The brotherhood originated in the 15th century, but it is not known when exactly it was founded. Hans Talhoffer may have been an early member, or even one of the founders (the lion of St Mark appears in his coat of arms in a manuscript of 1459). The earliest certain attestation dates to 1474. The group held an annual meeting in Frankfurt, where they elected their captain (Hauptmann). In 1487, Frederick III granted them the monopoly on the title "master of the long sword" (Meister des langen Schwerts), effectively making them a fencers' guild. This title was relevant for the Landsknechts, because a certified "master of the long sword" wielding the Zweihänder was entitled to twice the pay of a normal soldier (Doppelsöldner).
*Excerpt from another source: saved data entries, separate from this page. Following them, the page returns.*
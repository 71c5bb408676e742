use std::future::Future;
use std::sync::Arc;

use axum::Router;
use media_blob::MediaAdapter;
use tokio::net::{TcpListener, ToSocketAddrs};
use tower_http::request_id::{MakeRequestUuid, PropagateRequestIdLayer, SetRequestIdLayer};
use tower_http::trace::TraceLayer;
use tracing::info;

use crate::rpc::{self, SERVICE_PATH};
use crate::MediaAxumState;

#[derive(Clone)]
pub struct MediaAxumApp {
    pub adapter: Arc<MediaAdapter>,
    pub router: Router<()>,
}

impl MediaAxumApp {
    pub fn new(adapter: MediaAdapter) -> Self {
        Self::with_state(MediaAxumState::new(adapter))
    }

    pub fn with_state(state: MediaAxumState) -> Self {
        let adapter = Arc::clone(&state.adapter);
        let router = Router::new()
            .nest(SERVICE_PATH, rpc::service_router(state))
            .merge(rpc::health_router())
            .layer(PropagateRequestIdLayer::x_request_id())
            .layer(TraceLayer::new_for_http())
            .layer(SetRequestIdLayer::x_request_id(MakeRequestUuid));

        Self { adapter, router }
    }

    /// Serve until `shutdown` resolves, then drain in-flight calls
    pub async fn listen<A, F>(self, addr: A, shutdown: F) -> anyhow::Result<()>
    where
        A: ToSocketAddrs,
        F: Future<Output = ()> + Send + 'static,
    {
        let listener = TcpListener::bind(addr).await?;
        info!(addr = %listener.local_addr()?, "Media RPC server listening");
        axum::serve(listener, self.router)
            .with_graceful_shutdown(shutdown)
            .await?;
        Ok(())
    }
}

pub fn axum(adapter: MediaAdapter) -> MediaAxumApp {
    MediaAxumApp::new(adapter)
}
The earliest reference to the brotherhood calls them "brotherhood of Our dear lady and pure Virgin Mary and the Holy and warlike heavenly prince Saint Mark" (bruderschafft Unserere lieben frawen und der reynen Jungfrawen Marien vnd des Heiligen vnd gewaltsamen Hyemelfursten sanct Marcen). After their recognition by Frederick, the brotherhood was usually referred to as "Marxbrüder", "Bruderschaft des heiligen Marren" or "Bruderschaft des St. Markus" ("Marx brothers", "Brotherhood of St. Mark").
Anton Rast (captain in 1522) was a known member of the brotherhood. Woodcuts, some of them by Albrecht Dürer, and other references, show that more than just rapier use was taught by the Marxbrüder. They also taught the use of the Zweihänder (as mentioned above), the dussack, the spear, the quarterstaff and the longsword. The dussack, being primarily a practice weapon, was used to train the real-life use of single-edged swords like the großes Messer.
A second fencing brotherhood, the Federfechter, was founded in Prague in 1570, and recognized by the city of Frankfurt, in spite of protests by the Marx brothers, in 1575. From 1607 the two societies shared equal privileges, as in that year, the Federfechter received their first letter of privilege from Rudolph II, the Holy Roman Emperor.
A third guild may have been Lukasbrüder (brotherhood of Saint Luke). They had no official recognition, however, and were probably closer to a society of hooligans than to a proper guild.
Important centers of 16th century martial arts in Germany were Frankfurt, Augsburg and Nuremberg.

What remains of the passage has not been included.